Task statement: Work through the entries below and show every line in which "that" is found.

Excerpted data:
|---|

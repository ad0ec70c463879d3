/*!

This is the long-form manual for `poll_tally` and `polltally`.

## Ballots

A ballot is one participant's full set of answers:

| key                 | type              | notes                                         |
|---------------------|-------------------|-----------------------------------------------|
| `name`              | string            | required, unique in the poll (ignoring case)  |
| `selectedWeekends`  | list of strings   | required, at least one entry                  |
| `canDrive`          | `true`/`false`/`null` | optional                                  |
| `hasIkonPass`       | `true`/`false`/`null` | optional                                  |
| `willingToPitchJet` | `true`/`false`/`null` | optional                                  |

Submitting a second ballot under the same name (with any capitalization)
replaces the first one, at the same position. There is no way to remove a
ballot other than replacing it.

## Results

The results are computed again from all the stored ballots every time they are requested:

```json
{
  "votes": [ ... ],
  "weekendStats": {
    "Jan 16-18": { "count": 1, "voters": ["Bob"], "percentage": 50 },
    "Feb 13-15": { "count": 2, "voters": ["ann", "Bob"], "percentage": 100 }
  },
  "driveStats": { "yes": 1, "no": 0, "total": 1 },
  "ikonStats": { "yes": 0, "no": 0, "total": 0 },
  "jetStats": { "yes": 0, "no": 1, "total": 1 }
}
```

- `count` is the number of ballots that selected the weekend. Listing the
  same weekend twice on a ballot counts once.
- `percentage` is `count` over the number of ballots, rounded half-up to a
  whole percent. It is 0 when there are no ballots.
- the yes/no statistics leave out the ballots that did not answer: `total`
  is `yes + no`, not the number of ballots.

## Storage

The ballots are stored as one JSON array, rewritten in full on every submission.

### Local file

The default. The array is written to `data/votes.json` (relative to the
working directory), or the path given by `POLL_DATA_FILE`, the `dataFile`
configuration option or the `--data-file` flag. The directory is created on
first use and a missing file is an empty poll.

### Key-value store

Used when both `KV_REST_API_URL` and `KV_REST_API_TOKEN` are set in the
environment. The array is stored under a single key (`mammoth-votes` unless
`POLL_KV_KEY` or `kvKey` says otherwise) through the REST interface of the
store. If the endpoint is not a valid `http(s)` URL, the local file is used
instead.

### Concurrent submissions

A submission reads the whole array, updates it and writes it back. Two
submissions for different voters arriving at the same time may overwrite
each other, and one of them is then lost. This is acceptable for a poll of a
few dozen people; a store with one key per voter would be needed beyond that.

## Configuration file

```json
{
  "dataFile": "data/votes.json",
  "kvKey": "mammoth-votes",
  "kvTimeoutMs": 5000
}
```

All the entries are optional. Flags override the environment, which
overrides the configuration file. The credentials of the key-value store are
only read from the environment.

*/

|---|

Exercise answer:
- `count` is the number of ballots that selected the weekend. Listing the
- the yes/no statistics leave out the ballots that did not answer: `total`
few dozen people; a store with one key per voter would be needed beyond that.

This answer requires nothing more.